Puis, ce clivage gagna en intensité à la fin du XIXème siècle, avec le réveil des nationalismes balkaniques et l’autonomisation progressive des périphéries de l’Empire. H. Bozarslan explique également qu’à partir de la seconde moitié du XIXème siècle, le « centre » perdit son « ingénierie du pouvoir » . C’est dans ce contexte d’érosion territoriale de l’Empire qu’émergea un débat divisant les élites ottomanes d’alors : « qui sommes-nous ? Qu’est-ce qui est le plus important ? Etre un citoyen ottoman ? Etre un musulman ? Etre de ‘’race’’ turque ? » Le « choc de l’Occident » fut donc le terreau sur lequel émergea une problématique « identitaire », qui cherchait à distinguer « nous » et « les autres ». Sous Abdülhamid II, cet autre fut le chrétien (ce qui explique les massacres d’Arméniens commis durant son règne, comme celui d’Erzurum en 1895). Cette période fut donc l’occasion d’une addition des clivages « centre »/« périphérie » et « musulmans stricts »/ « musulmans pluralistes ». Puis, sous le régime unioniste (qui souhaitait centraliser l’administration et affirmer le caractère « turc » de l’Etat), cet autre n’était plus seulement le chrétien (pogrom anti-arménien d’Adana en 1909), mais aussi le non-Turc en général, y compris lorsqu’il était musulman (répression du mouvement indépendantiste albanais en 1909, hostilité à l’égard du nationalisme arabe, etc). Sous Atatürk, la figure de l’altérité devint le Kurde, désormais désigné sous l’appellation « Turc des montagnes » afin de l’assimiler. Ainsi, l’on recense dix-huit insurrections kurdes entre 1925 et 1938, dont les trois plus connues sont la révolte du Cheikh Saït (1925) , celle du mont Aranat (1930) et celle de Dersim (1938).
Le clivage « modernistes »/« traditionnalistes »
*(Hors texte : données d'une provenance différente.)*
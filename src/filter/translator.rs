//! Translates table filters into search queries

use crate::config::QueryConfig;
use crate::core::entity::Entity;
use crate::core::error::QueryError;
use crate::core::field::FieldValue;
use crate::core::query::SearchQuery;
use crate::core::sort::{SortDirection, SortDirective};
use crate::core::specification::Specification;
use crate::filter::operator::FilterOperator;
use crate::filter::table_filter::{FilterCondition, TableFilter};
use regex::Regex;
use std::sync::OnceLock;
use validator::Validate;

/// Builds a [`SearchQuery`] from a [`TableFilter`] for any entity type.
///
/// Columns are resolved against `T::fields()` while translating, so a typo in
/// a filter column fails here with [`QueryError::FieldNotFound`]. The sort
/// column is resolved later, when the query executes.
#[derive(Debug, Clone, Default)]
pub struct FilterTranslator {
    config: QueryConfig,
}

impl FilterTranslator {
    pub fn new(config: QueryConfig) -> Self {
        Self { config }
    }

    /// Translate `filter` into a query.
    ///
    /// Returns `Ok(None)` when `filter` is `None`; callers decide what an
    /// absent descriptor means. `include_properties` is a comma-separated
    /// list of relation paths.
    pub fn translate<T: Entity>(
        &self,
        filter: Option<&TableFilter>,
        include_properties: Option<&str>,
    ) -> Result<Option<SearchQuery<T>>, QueryError> {
        let Some(filter) = filter else {
            return Ok(None);
        };

        filter
            .validate()
            .map_err(|e| QueryError::InvalidFilterDescriptor {
                message: e.to_string(),
            })?;

        let mut query = SearchQuery::new();

        for condition in &filter.filters {
            let specification = condition_to_specification::<T>(condition).inspect_err(|e| {
                tracing::warn!(
                    entity_type = T::resource_name_singular(),
                    column = %condition.column,
                    error = %e,
                    "Rejecting table filter condition"
                );
            })?;
            query.add_filter(specification);
        }

        if let Some(sort_by) = filter.sort_by.as_deref().filter(|s| !s.trim().is_empty()) {
            let direction = match filter.sort_dir.as_deref() {
                Some(raw) => raw.parse::<SortDirection>()?,
                None => SortDirection::Asc,
            };
            query.add_sort_criteria(SortDirective::new(sort_by.trim(), direction));
        }

        let page_size = self
            .config
            .clamp_page_size(filter.page_size.unwrap_or(self.config.default_page_size));
        let page = filter.page.unwrap_or(1).max(1);
        query.take = page_size;
        query.skip = (page - 1)
            .checked_mul(page_size)
            .ok_or_else(|| QueryError::InvalidFilterDescriptor {
                message: format!("page {} with pageSize {} is out of range", page, page_size),
            })?;

        if let Some(raw) = include_properties {
            for path in split_include_paths(raw)? {
                query.add_include(path);
            }
        }

        tracing::debug!(
            entity_type = T::resource_name_singular(),
            filters = query.filters.len(),
            sort = ?filter.sort_by,
            skip = query.skip,
            take = query.take,
            includes = query.include_properties.len(),
            "Translated table filter"
        );

        Ok(Some(query))
    }
}

/// Translate with the default configuration
pub fn translate<T: Entity>(
    filter: Option<&TableFilter>,
    include_properties: Option<&str>,
) -> Result<Option<SearchQuery<T>>, QueryError> {
    FilterTranslator::default().translate(filter, include_properties)
}

fn condition_to_specification<T: Entity>(
    condition: &FilterCondition,
) -> Result<Specification<T>, QueryError> {
    let operator =
        FilterOperator::parse(&condition.operator).ok_or_else(|| {
            QueryError::UnsupportedFilterOperator {
                column: condition.column.clone(),
                operator: condition.operator.clone(),
            }
        })?;

    let accessor = T::fields()
        .get(&condition.column)
        .ok_or_else(|| QueryError::field_not_found::<T>(&condition.column))?;

    let expected = FieldValue::from(&condition.value);
    let name = if operator.is_unary() {
        format!("{} {}", condition.column, operator)
    } else {
        format!("{} {} {}", condition.column, operator, expected)
    };

    Ok(Specification::named(name, move |entity: &T| {
        operator.evaluate(&accessor(entity), &expected)
    }))
}

/// Split a comma-separated include list, dropping blanks
pub fn split_include_paths(raw: &str) -> Result<Vec<String>, QueryError> {
    static PATH_REGEX: OnceLock<Regex> = OnceLock::new();
    let regex = PATH_REGEX.get_or_init(|| {
        Regex::new(r"^[A-Za-z_][A-Za-z0-9_]*(\.[A-Za-z_][A-Za-z0-9_]*)*$").unwrap()
    });

    raw.split(',')
        .map(str::trim)
        .filter(|path| !path.is_empty())
        .map(|path| {
            if regex.is_match(path) {
                Ok(path.to_string())
            } else {
                Err(QueryError::InvalidIncludePath {
                    path: path.to_string(),
                })
            }
        })
        .collect()
}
« Faut-il imiter les Européens ou garder nos spécificités religieuses et culturelles ? » C’est la question à laquelle durent faire face les élites ottomanes devant le déclin de leur pays. Cette interrogation existentielle mena à l’apparition d’un troisième clivage, opposant « modernistes » et « traditionnalistes ». Cette tension apparut avec les velléités de modernisation formulées par Selim III : conseillé par des experts militaires français, ce sultan promulgua (en 1793) le Nizam-ı Cedid, qui créait un nouveau corps d’infanterie formé à l’occidentale, dont les membres étaient recrutés via la conscription. En outre, Selim III ressentait une fascination ambigüe pour la Révolution française : « Tout indique que la France révolutionnaire horrifie et fascine en même temps l’empire de Selim III.
[…] En un sens, le sultan réformateur devient l’initiateur d’un processus d’exportation conservatrice d’un modèle révolutionnaire européen, qui va marquer le XIXe siècle ottoman dans sa totalité. »
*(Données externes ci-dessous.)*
//! Blog Query Demo
//!
//! Seeds in-memory blog services and runs a few queries through them:
//! - a hand-built query with named specifications and then-by ordering
//! - a table filter posted as JSON by a grid component
//! - includes loading comments and tags onto the page
//!
//! Run with `RUST_LOG=blogspec=debug cargo run --example blog_demo` to see the
//! pipeline stages.

use anyhow::Result;
use blogspec::entities::{comment, post};
use blogspec::prelude::*;
use tracing_subscriber::EnvFilter;

const CONFIG: &str = r#"
default_page_size: 5
max_page_size: 50
default_sort:
  field: created_at
  direction: desc
"#;

#[tokio::main]
async fn main() -> Result<()> {
    tracing_subscriber::fmt()
        .with_env_filter(EnvFilter::from_default_env())
        .init();

    let config = QueryConfig::from_yaml_str(CONFIG)?;
    let services = BlogServices::in_memory(config);

    populate_test_data(&services).await?;

    // Hand-built query: published posts, most viewed first, then by title
    let query = SearchQuery::new()
        .with_filter(post::published())
        .with_sort(SortDirective::desc("view_count"))
        .with_sort(SortDirective::asc("title"))
        .with_include("comments")
        .with_include("tags")
        .with_paging(0, 3);

    let page = services.posts.find(&query).await?;
    println!("📰 Top published posts ({} of {}):", page.len(), page.count());
    for p in page.entities() {
        let tags: Vec<&str> = p.tags.iter().map(|t| t.name.as_str()).collect();
        println!(
            "  {:>4} views  {:<28} comments={} tags={:?}",
            p.view_count,
            p.title,
            p.comments.len(),
            tags
        );
    }

    // Grid request, as a front end would post it
    let filter: TableFilter = serde_json::from_value(serde_json::json!({
        "filters": [{ "column": "body", "operator": "contains", "value": "Comment " }],
        "sortBy": "body",
        "sortDir": "asc",
        "page": 2,
        "pageSize": 4
    }))?;

    let page = services.comments.get_paged(Some(&filter), None).await?;
    println!(
        "\n💬 Comments page 2 (count={}, has_previous={}, has_next={}):",
        page.count(),
        page.has_previous(),
        page.has_next()
    );
    for c in page.entities() {
        println!("  {}", c.body);
    }

    // Named specification on its own
    let page = services
        .comments
        .find(&SearchQuery::new().with_filter(comment::body_contains("rust")))
        .await?;
    println!("\n🦀 Comments mentioning rust: {}", page.count());

    // Errors are typed and map to HTTP responses
    let bad = TableFilter::new().with_sort("Title", "asc");
    if let Err(e) = services.posts.get_paged(Some(&bad), None).await {
        println!("\n⚠️  {} -> {} {}", e, e.status_code(), e.error_code());
    }

    Ok(())
}

async fn populate_test_data(services: &BlogServices) -> Result<()> {
    let author = services
        .profiles
        .create(Profile::new(
            "ferris".to_string(),
            "Ferris the Crab".to_string(),
            "ferris@example.com".to_string(),
            Some("Writes about rust".to_string()),
        ))
        .await?;

    let mut tags = Vec::new();
    for name in ["rust", "async", "databases"] {
        tags.push(services.tags.create(Tag::new(name.to_string())).await?);
    }

    for i in 0..10i64 {
        let post = services
            .posts
            .create(Post::new(
                author.id,
                format!("Post number {}", i),
                format!("Body of post {}", i),
                i % 3 != 0,
                (i * 37) % 100,
            ))
            .await?;

        for j in 0..3 {
            let body = if (i + j) % 2 == 0 {
                format!("Comment {}.{} about rust", i, j)
            } else {
                format!("Reply {}.{}", i, j)
            };
            services
                .comments
                .create(Comment::new(post.id, author.id, body))
                .await?;
        }

        let tag = &tags[i as usize % tags.len()];
        services.post_tags.create(PostTag::new(post.id, tag.id)).await?;
    }

    Ok(())
}
//! Blog posts and their relation loaders

use crate::core::error::StoreError;
use crate::core::specification::Specification;
use crate::core::store::QueryableStore;
use crate::entities::comment::Comment;
use crate::entities::tag::{PostTag, Tag};
use std::collections::HashMap;
use uuid::Uuid;

crate::impl_entity!(
    Post,
    "post",
    "posts",
    {
        author_id: Uuid,
        title: String,
        body: String,
        published: bool,
        view_count: i64,
    },
    relations {
        comments: Vec<Comment>,
        tags: Vec<Tag>,
    }
);

pub fn published() -> Specification<Post> {
    Specification::named("published post", |p: &Post| p.published)
}

pub fn by_author(author_id: Uuid) -> Specification<Post> {
    Specification::named("post by author", move |p: &Post| p.author_id == author_id)
}

/// Posts whose title contains `text` (case-sensitive)
pub fn title_contains(text: impl Into<String>) -> Specification<Post> {
    let text = text.into();
    Specification::named(format!("post title contains {:?}", text), move |p: &Post| {
        p.title.contains(text.as_str())
    })
}

/// Posts viewed at least `views` times
pub fn min_views(views: i64) -> Specification<Post> {
    Specification::named(format!("post with at least {} views", views), move |p: &Post| {
        p.view_count >= views
    })
}

/// Loader for the `comments` include.
///
/// Each post receives its comments oldest first.
pub fn load_comments<S>(comments: S) -> impl Fn(&mut [Post]) -> Result<(), StoreError> + Send + Sync + 'static
where
    S: QueryableStore<Comment> + 'static,
{
    move |posts: &mut [Post]| {
        let mut by_post: HashMap<Uuid, Vec<Comment>> = HashMap::new();
        for comment in comments.list_all()? {
            by_post.entry(comment.post_id).or_default().push(comment);
        }

        for post in posts.iter_mut() {
            let mut attached = by_post.remove(&post.id).unwrap_or_default();
            attached.sort_by_key(|c| (c.created_at, c.id));
            post.comments = attached;
        }
        Ok(())
    }
}

/// Loader for the `tags` include, resolved through the post/tag join rows.
///
/// A join row pointing at a missing tag is a [`StoreError::Relation`].
pub fn load_tags<J, S>(post_tags: J, tags: S) -> impl Fn(&mut [Post]) -> Result<(), StoreError> + Send + Sync + 'static
where
    J: QueryableStore<PostTag> + 'static,
    S: QueryableStore<Tag> + 'static,
{
    move |posts: &mut [Post]| {
        let tags_by_id: HashMap<Uuid, Tag> = tags.list_all()?.into_iter().map(|t| (t.id, t)).collect();

        let mut by_post: HashMap<Uuid, Vec<Tag>> = HashMap::new();
        for link in post_tags.list_all()? {
            let tag = tags_by_id.get(&link.tag_id).ok_or_else(|| StoreError::Relation {
                path: "tags".to_string(),
                message: format!("post_tag {} references missing tag {}", link.id, link.tag_id),
            })?;
            by_post.entry(link.post_id).or_default().push(tag.clone());
        }

        for post in posts.iter_mut() {
            let mut attached = by_post.remove(&post.id).unwrap_or_default();
            attached.sort_by(|a, b| a.name.cmp(&b.name).then_with(|| a.id.cmp(&b.id)));
            post.tags = attached;
        }
        Ok(())
    }
}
Son successeur Mahmut II tenta de poursuivre les réformes, mais vit ses initiatives être freinées par la révolte des janissaires (au cours de laquelle le grand vizir modernisateur, Mustafa Bayraktar, fut exécuté).
Ce débat entre « modernistes » et « traditionnalistes » fut également visible à travers l’affrontement (en 1908-1909) entre le sultan Abdülhamid II et les Jeunes-Turcs du « Comité Union et Progrès » (et se coupla pour l’occasion avec le clivage « autoritaires »/« démocrates », que nous allons exposer tout à l’heure), ces derniers réclamant l’instauration d’une monarchie constitutionnelle. Toutefois, ce fut durant la période kémaliste que le clivage entre « modernistes » et « traditionnalistes » devint le plus visible. Ainsi, Atatürk mena une entreprise de modernisation teintée d’occidentalisme (ce qui lui valut la rancoeur des milieux conservateurs). De 1922 à 1923, la Grande Assemblée Nationale de Turquie bouleversa les structures politiques en abolissant le sultanat et en proclamant la République. En 1925, fut lancée la « révolution du chapeau » : le port du fez était désormais interdit pour les hommes, et les femmes fonctionnaires ne pouvaient plus porter le voile.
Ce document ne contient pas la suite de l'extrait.